* **Task details**
Whenever the word "bool" appears in a line of the listing, copy that line.

* **Records**
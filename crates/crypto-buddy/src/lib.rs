//! # crypto-buddy
//!
//! CryptoBuddy: a rule-based chatbot that recommends cryptocurrencies from a
//! small in-memory catalog, weighing price trend against sustainability.
//!
//! ## Query Routing
//!
//! ```text
//! ┌─────────────────────────────────────────────────────────────┐
//! │  "exit"                         → farewell, session ends    │
//! │  sustain | eco | environment    → most_sustainable          │
//! │  trend | trending | rising      → trending_coins            │
//! │  long-term | long term | growth → long_term_pick            │
//! │  help | examples | what can...  → help text                 │
//! │  anything else                  → "didn't understand"       │
//! └─────────────────────────────────────────────────────────────┘
//! ```
//!
//! Routes are tried top to bottom; the first match answers.

pub mod svckit;
pub mod rules;
pub mod intent;
pub mod model;
pub mod error;

use std::sync::Arc;

use buddy_core::{IntentRouter, Responder, SessionConfig, StaticResponder};

pub use error::{AdvisorError, Result};
pub use intent::Intent;
pub use model::{CatalogEntry, CoinCatalog, CoinRecord, EnergyUse, MarketCap, PriceTrend};
pub use rules::{long_term_pick, most_sustainable, trending_coins, LONG_TERM_MIN_SCORE};

/// Re-export responders for custom routers
pub mod responders {
    pub use crate::svckit::{LongTermResponder, SustainabilityResponder, TrendingResponder};
}

pub const SPEAKER: &str = "CryptoBuddy";

pub const PROMPT: &str = "You: ";

pub const BANNER: &[&str] = &[
    "Hi! I'm CryptoBuddy - your AI-powered financial sidekick!",
    "Ask me about crypto trends, sustainability, or what to invest in.",
    "Try: 'Which crypto is sustainable?', 'Which are trending?', 'Long-term growth?'",
    "",
    "Type 'exit' to quit.",
    "",
];

pub const HELP_TEXT: &str = "I can tell you which coins are sustainable, which are trending, or recommend for long-term growth.
Try asking: 'Which crypto is sustainable?', 'Which coins are trending?', or 'What should I buy for long-term growth?'";

pub const FALLBACK_TEXT: &str =
    "I didn't understand that. Try asking about 'sustainability', 'trending', or 'long-term growth'.";

pub const FAREWELL_TEXT: &str = "Goodbye! Remember, crypto is risky. Do your own research!";

/// Session presentation for CryptoBuddy
pub fn session_config() -> SessionConfig {
    SessionConfig {
        speaker: SPEAKER.into(),
        prompt: PROMPT.into(),
        greeting: BANNER.iter().map(|line| (*line).to_string()).collect(),
    }
}

/// Build the router with every intent registered in priority order
pub fn build_router(catalog: Arc<CoinCatalog>) -> IntentRouter {
    let mut router = IntentRouter::new();

    for intent in Intent::PRIORITY {
        let Some(matcher) = intent.matcher() else {
            continue;
        };
        router.register_boxed(matcher, responder_for(intent, &catalog));
    }
    router.set_fallback_boxed(responder_for(Intent::Fallback, &catalog));

    tracing::debug!(routes = ?router.names(), coins = catalog.len(), "router ready");
    router
}

fn responder_for(intent: Intent, catalog: &Arc<CoinCatalog>) -> Arc<dyn Responder> {
    match intent {
        Intent::Exit => Arc::new(StaticResponder::farewell(intent.name(), FAREWELL_TEXT)),
        Intent::Sustainability => Arc::new(svckit::SustainabilityResponder::new(catalog.clone())),
        Intent::Trending => Arc::new(svckit::TrendingResponder::new(catalog.clone())),
        Intent::LongTerm => Arc::new(svckit::LongTermResponder::new(catalog.clone())),
        Intent::Help => Arc::new(StaticResponder::new(intent.name(), HELP_TEXT)),
        Intent::Fallback => Arc::new(StaticResponder::new(intent.name(), FALLBACK_TEXT)),
    }
}

#[cfg(test)]
mod tests {
    use super::*;
    use buddy_core::{normalize, BuddyError, Session, Termination};
    use std::io::Cursor;

    fn router() -> IntentRouter {
        build_router(Arc::new(CoinCatalog::default_catalog()))
    }

    fn ask(line: &str) -> String {
        let (_, reply) = router().dispatch(&normalize(line)).unwrap();
        reply.text
    }

    #[test]
    fn test_router_priority_order() {
        let router = router();
        assert_eq!(
            router.names(),
            vec!["exit", "sustainability", "trending", "long_term", "help"]
        );
        assert!(router.has_fallback());
    }

    #[test]
    fn test_router_agrees_with_classify() {
        let router = router();
        for line in ["Which crypto is sustainable?", "rising stars", "GROWTH", "examples", "banana", "exit", " eXiT "] {
            let (route, _) = router.dispatch(&normalize(line)).unwrap();
            assert_eq!(route, Intent::classify(line).name(), "line: {:?}", line);
        }
    }

    #[test]
    fn test_scenario_sustainable() {
        assert!(ask("Which crypto is sustainable?").contains("Cardano"));
    }

    #[test]
    fn test_scenario_trending() {
        assert!(ask("Which are trending?").ends_with("Bitcoin, Cardano"));
    }

    #[test]
    fn test_scenario_long_term() {
        assert!(ask("Long-term growth?").contains("consider Cardano"));
    }

    #[test]
    fn test_scenario_help() {
        let text = ask("help");
        assert_eq!(text, HELP_TEXT);
        for category in ["sustainable", "trending", "long-term growth"] {
            assert!(text.contains(category));
        }
    }

    #[test]
    fn test_scenario_unknown() {
        assert_eq!(ask("banana"), FALLBACK_TEXT);
    }

    #[test]
    fn test_scenario_exit() {
        let (route, reply) = router().dispatch(&normalize("exit")).unwrap();
        assert_eq!(route, "exit");
        assert_eq!(reply.text, FAREWELL_TEXT);
        assert!(reply.ends_session);
    }

    #[test]
    fn test_full_session() {
        let router = router();
        let mut session = Session::new(session_config());
        let mut out = Vec::new();
        let input = "Which crypto is sustainable?\nWhich are trending?\nbanana\nexit\nhelp\n";

        let summary = session.run(&router, Cursor::new(input), &mut out).unwrap();
        let text = String::from_utf8(out).unwrap();

        assert!(text.starts_with(BANNER[0]));
        assert!(text.contains("You: CryptoBuddy: I recommend Cardano!"));
        assert!(text.contains("CryptoBuddy: These are trending right now: Bitcoin, Cardano\n"));
        assert!(text.ends_with(&format!("CryptoBuddy: {}\n", FAREWELL_TEXT)));
        assert_eq!(summary.turns, 4);
        assert_eq!(summary.termination, Termination::Command);
    }

    #[test]
    fn test_empty_catalog_aborts_session() {
        let router = build_router(Arc::new(CoinCatalog::builder().build().unwrap()));
        let mut session = Session::new(session_config());
        let mut out = Vec::new();

        let result = session.run(&router, Cursor::new("help
Which crypto is eco friendly?
exit
"), &mut out);

        assert!(matches!(result, Err(BuddyError::Responder(msg)) if msg.contains("Catalog is empty")));
        assert_eq!(session.turns(), 1);
        assert!(session.is_running());
    }

    #[test]
    fn test_long_term_fallback_through_router() {
        let catalog = CoinCatalog::builder()
            .coin("Bitcoin", CoinRecord::new(PriceTrend::Rising, MarketCap::High, EnergyUse::High, 0.3))
            .coin("Ethereum", CoinRecord::new(PriceTrend::Stable, MarketCap::High, EnergyUse::Medium, 0.6))
            .build()
            .unwrap();
        let router = build_router(Arc::new(catalog));

        let (route, reply) = router.dispatch(&normalize("Long-term growth?")).unwrap();
        assert_eq!(route, "long_term");
        assert_eq!(
            reply.text,
            "I don't see a perfect long-term pick right now. Ethereum looks promising but consider more research."
        );
        assert!(!reply.ends_session);
    }
}
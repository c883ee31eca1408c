//! Error Types for CryptoBuddy

use buddy_core::BuddyError;
use thiserror::Error;

pub type Result<T> = std::result::Result<T, AdvisorError>;

#[derive(Error, Debug)]
pub enum AdvisorError {
    #[error("Catalog is empty")]
    EmptyCatalog,

    #[error("Duplicate coin in catalog: {0}")]
    DuplicateCoin(String),

    #[error("Sustainability score {score} for {coin} is outside 0.0..=1.0")]
    InvalidScore {
        coin: String,
        score: f64,
    },

    #[error("Serialization error: {0}")]
    Serialization(#[from] serde_json::Error),
}

impl From<AdvisorError> for BuddyError {
    fn from(err: AdvisorError) -> Self {
        BuddyError::Responder(err.to_string())
    }
}
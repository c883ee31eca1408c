//! Domain Models
//!
//! The recommendation data store: a small, ordered, immutable table of
//! coins and their attributes. Catalog order is insertion order and drives
//! both tie-breaking and list ordering in the rule engine.

use serde::{Deserialize, Serialize};

use crate::error::{AdvisorError, Result};

#[derive(Clone, Copy, Debug, PartialEq, Eq, Serialize, Deserialize)]
#[serde(rename_all = "lowercase")]
pub enum PriceTrend {
    Rising,
    Stable,
    Falling,
}

#[derive(Clone, Copy, Debug, PartialEq, Eq, Serialize, Deserialize)]
#[serde(rename_all = "lowercase")]
pub enum MarketCap {
    High,
    Medium,
    Low,
}

#[derive(Clone, Copy, Debug, PartialEq, Eq, Serialize, Deserialize)]
#[serde(rename_all = "lowercase")]
pub enum EnergyUse {
    High,
    Medium,
    Low,
}

/// Known attributes of one cryptocurrency
#[derive(Clone, Debug, PartialEq, Serialize, Deserialize)]
pub struct CoinRecord {
    pub price_trend: PriceTrend,

    pub market_cap: MarketCap,

    pub energy_use: EnergyUse,

    /// Environmental friendliness in 0.0..=1.0, higher is better
    pub sustainability_score: f64,
}

impl CoinRecord {
    pub fn new(
        price_trend: PriceTrend,
        market_cap: MarketCap,
        energy_use: EnergyUse,
        sustainability_score: f64,
    ) -> Self {
        Self {
            price_trend,
            market_cap,
            energy_use,
            sustainability_score,
        }
    }

    pub fn is_rising(&self) -> bool {
        self.price_trend == PriceTrend::Rising
    }

    fn has_valid_score(&self) -> bool {
        (0.0..=1.0).contains(&self.sustainability_score)
    }
}

/// A catalog row: coin identifier plus its record
#[derive(Clone, Debug, PartialEq, Serialize, Deserialize)]
pub struct CatalogEntry {
    pub id: String,

    #[serde(flatten)]
    pub record: CoinRecord,
}

/// Ordered mapping from coin identifier to record
#[derive(Clone, Debug, PartialEq, Serialize, Deserialize)]
#[serde(try_from = "Vec<CatalogEntry>", into = "Vec<CatalogEntry>")]
pub struct CoinCatalog {
    entries: Vec<CatalogEntry>,
}

impl CoinCatalog {
    pub fn builder() -> CatalogBuilder {
        CatalogBuilder::default()
    }

    /// The built-in three-coin table
    pub fn default_catalog() -> Self {
        let entry = |id: &str, record| CatalogEntry { id: id.into(), record };
        Self {
            entries: vec![
                entry("Bitcoin", CoinRecord::new(PriceTrend::Rising, MarketCap::High, EnergyUse::High, 0.3)),
                entry("Ethereum", CoinRecord::new(PriceTrend::Stable, MarketCap::High, EnergyUse::Medium, 0.6)),
                entry("Cardano", CoinRecord::new(PriceTrend::Rising, MarketCap::Medium, EnergyUse::Low, 0.8)),
            ],
        }
    }

    /// Parse an ordered JSON array of entries
    pub fn from_json(json: &str) -> Result<Self> {
        let entries: Vec<CatalogEntry> = serde_json::from_str(json)?;
        Self::try_from(entries)
    }

    pub fn to_json(&self) -> Result<String> {
        Ok(serde_json::to_string_pretty(&self.entries)?)
    }

    pub fn get(&self, id: &str) -> Option<&CoinRecord> {
        self.entries.iter().find(|e| e.id == id).map(|e| &e.record)
    }

    /// Entries in catalog order
    pub fn iter(&self) -> impl Iterator<Item = (&str, &CoinRecord)> {
        self.entries.iter().map(|e| (e.id.as_str(), &e.record))
    }

    pub fn ids(&self) -> Vec<&str> {
        self.entries.iter().map(|e| e.id.as_str()).collect()
    }

    pub fn len(&self) -> usize {
        self.entries.len()
    }

    pub fn is_empty(&self) -> bool {
        self.entries.is_empty()
    }
}

impl Default for CoinCatalog {
    fn default() -> Self {
        Self::default_catalog()
    }
}

impl TryFrom<Vec<CatalogEntry>> for CoinCatalog {
    type Error = AdvisorError;

    fn try_from(entries: Vec<CatalogEntry>) -> Result<Self> {
        for (i, entry) in entries.iter().enumerate() {
            if !entry.record.has_valid_score() {
                return Err(AdvisorError::InvalidScore {
                    coin: entry.id.clone(),
                    score: entry.record.sustainability_score,
                });
            }
            if entries[..i].iter().any(|e| e.id == entry.id) {
                return Err(AdvisorError::DuplicateCoin(entry.id.clone()));
            }
        }
        Ok(Self { entries })
    }
}

impl From<CoinCatalog> for Vec<CatalogEntry> {
    fn from(catalog: CoinCatalog) -> Self {
        catalog.entries
    }
}

/// Collects entries in order, validating on `build`
#[derive(Default)]
pub struct CatalogBuilder {
    entries: Vec<CatalogEntry>,
}

impl CatalogBuilder {
    pub fn coin(mut self, id: impl Into<String>, record: CoinRecord) -> Self {
        self.entries.push(CatalogEntry { id: id.into(), record });
        self
    }

    pub fn build(self) -> Result<CoinCatalog> {
        CoinCatalog::try_from(self.entries)
    }
}
//! Rule Engine
//!
//! Pure queries over a `CoinCatalog`. Every function scans the catalog in
//! catalog order, so results are deterministic for a given catalog.

use crate::error::{AdvisorError, Result};
use crate::model::CoinCatalog;

/// Minimum sustainability score (exclusive) for a long-term pick
pub const LONG_TERM_MIN_SCORE: f64 = 0.7;

/// Coin with the highest sustainability score.
///
/// Ties go to the coin that appears first in the catalog.
pub fn most_sustainable(catalog: &CoinCatalog) -> Result<&str> {
    let mut best: Option<(&str, f64)> = None;

    for (id, record) in catalog.iter() {
        match best {
            Some((_, score)) if record.sustainability_score <= score => {}
            _ => best = Some((id, record.sustainability_score)),
        }
    }

    best.map(|(id, _)| id).ok_or(AdvisorError::EmptyCatalog)
}

/// Coins whose price is rising, in catalog order
pub fn trending_coins(catalog: &CoinCatalog) -> Vec<&str> {
    catalog
        .iter()
        .filter(|(_, record)| record.is_rising())
        .map(|(id, _)| id)
        .collect()
}

/// First rising coin scoring strictly above `LONG_TERM_MIN_SCORE`
pub fn long_term_pick(catalog: &CoinCatalog) -> Option<&str> {
    catalog
        .iter()
        .find(|(_, record)| record.is_rising() && record.sustainability_score > LONG_TERM_MIN_SCORE)
        .map(|(id, _)| id)
}
//! Authenticated HTTP session against the contact-list API.
mod client;
mod login;


pub use client::{Session, read_body};
pub use login::{LOGIN_PATH, LoginOutcome, LoginStatus, ensure_logged_in, login};
use std::process::ExitCode;

use contact_smoke::error::AppResult;

fn main() -> AppResult<ExitCode> {
    contact_smoke::entry::run()
}
mod app;
mod config;
mod http;
mod validation;

pub use app::{AppError, AppResult};
pub use config::ConfigError;
pub use http::HttpError;
pub use validation::ValidationError;
use clap::Parser;
use reqwest::Url;
use std::time::Duration;

use super::parsers::{parse_base_url, parse_duration_arg, parse_positive_usize};
use super::types::PositiveUsize;

#[derive(Debug, Parser, Clone)]
#[clap(
    version,
    about = "Smoke-test harness for the contact-list web API: logs in, exercises the contact endpoints and reports pass/fail lines."
)]
pub struct SmokeArgs {
    /// Test to run (login, addcontact, wronglogin, wrongdataformat, gettest, brokenapi, updatecontact, deletecontact, concurrency, servererror, networktimeout)
    #[arg(value_name = "TEST")]
    pub test: Option<String>,

    /// Base URL of the contact-list API
    #[arg(long = "base-url", env = "CONTACT_SMOKE_BASE_URL", value_parser = parse_base_url)]
    pub base_url: Option<Url>,

    /// Path to a settings file (.toml or .json)
    #[arg(long, short = 'c')]
    pub config: Option<String>,

    /// Request timeout for every call (supports ms/s/m/h)
    #[arg(long = "timeout", value_parser = parse_duration_arg)]
    pub request_timeout: Option<Duration>,

    /// Timeout applied by the networktimeout test (supports ms/s/m/h)
    #[arg(long = "network-timeout", value_parser = parse_duration_arg)]
    pub network_timeout: Option<Duration>,

    /// Number of parallel requests fired by the concurrency test
    #[arg(long = "concurrent-requests", value_parser = parse_positive_usize)]
    pub concurrent_requests: Option<PositiveUsize>,

    /// Skip the selected test when the login bootstrap yields no token
    #[arg(long = "require-login")]
    pub require_login: bool,

    /// Exit with status 1 when the selected test fails or errors
    #[arg(long)]
    pub strict: bool,

    /// Suppress the narration lines on stdout
    #[arg(long, short)]
    pub quiet: bool,

    /// List the available tests and exit
    #[arg(long)]
    pub list: bool,

    /// Enable debug logging on stderr
    #[arg(long, short)]
    pub verbose: bool,
}
//! Command name to routine lookup and the login bootstrap in front of it.
use tracing::{debug, info, warn};

use crate::config::Settings;
use crate::console::Console;
use crate::outcome::{RunReport, Verdict};
use crate::routines::{Routine, RoutineContext, registry};
use crate::session::{LoginStatus, Session, ensure_logged_in};

/// What the dispatcher decided for a command line argument. Selecting never
/// touches the network.
pub enum Selection {
    /// No command given.
    Usage,
    /// Command given but not in the table.
    Unknown(String),
    Run(&'static dyn Routine),
}

/// Case-insensitive lookup in the routine table.
#[must_use]
pub fn lookup(name: &str) -> Option<&'static dyn Routine> {
    let wanted = name.trim().to_ascii_lowercase();
    registry()
        .iter()
        .copied()
        .find(|routine| routine.name() == wanted)
}

#[must_use]
pub fn select(command: Option<&str>) -> Selection {
    match command {
        None => Selection::Usage,
        Some(name) if name.trim().is_empty() => Selection::Usage,
        Some(name) => lookup(name).map_or_else(
            || Selection::Unknown(name.to_owned()),
            Selection::Run,
        ),
    }
}

#[must_use]
pub fn usage_line() -> String {
    let names: Vec<&str> = registry().iter().map(|routine| routine.name()).collect();
    format!("Please specify which test to run ({}).", names.join(", "))
}

pub const UNKNOWN_TEST_LINE: &str = "Unknown test. Please specify a valid test name.";

/// Prints the routine table for `--list`.
pub fn print_routines(console: &mut Console) {
    for routine in registry() {
        let auth = if routine.requires_login() {
            " [login]"
        } else {
            ""
        };
        console.notice(format!(
            "{:<16}{}{}",
            routine.name(),
            routine.description(),
            auth
        ));
    }
}

/// Runs one routine, logging in first when it needs a token and none is held.
///
/// A failed login does not stop the routine unless `settings.require_login`
/// is set. Errors returned by the routine are narrated and recorded as
/// [`Verdict::Errored`]; nothing propagates to the caller.
pub async fn run_routine(
    routine: &dyn Routine,
    session: &mut Session,
    settings: &Settings,
    console: &mut Console,
) -> RunReport {
    let name = routine.name();
    let login = if routine.requires_login() {
        ensure_logged_in(session, &settings.credentials, console).await
    } else {
        LoginStatus::NotNeeded
    };
    debug!("Routine {} login status {:?}", name, login);

    if login == LoginStatus::Failed {
        if settings.require_login {
            console.say(format!("Skipping {}: login did not produce a token.", name));
            return RunReport {
                routine: name,
                login,
                verdict: Verdict::Errored,
            };
        }
        warn!("Running {} without a bearer token", name);
    }

    let mut ctx = RoutineContext {
        session,
        settings,
        console,
    };
    let verdict = match routine.run(&mut ctx).await {
        Ok(verdict) => verdict,
        Err(err) => {
            ctx.console.say(err.describe());
            Verdict::Errored
        }
    };
    info!("Routine {} {}", name, verdict);

    RunReport {
        routine: name,
        login,
        verdict,
    }
}

/// Selects and runs `command`. Usage and unknown commands print a line and
/// return `None` without any network traffic.
pub async fn dispatch(
    command: Option<&str>,
    session: &mut Session,
    settings: &Settings,
    console: &mut Console,
) -> Option<RunReport> {
    match select(command) {
        Selection::Usage => {
            console.notice(usage_line());
            None
        }
        Selection::Unknown(name) => {
            debug!("Unknown test '{}'", name);
            console.notice(UNKNOWN_TEST_LINE);
            None
        }
        Selection::Run(routine) => Some(run_routine(routine, session, settings, console).await),
    }
}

* **Solution below**
    pub fn is_rising(&self) -> bool {
    fn has_valid_score(&self) -> bool {
    pub fn is_empty(&self) -> bool {
    pub require_login: bool,
    pub strict: bool,
    pub quiet: bool,
    pub list: bool,
    pub verbose: bool,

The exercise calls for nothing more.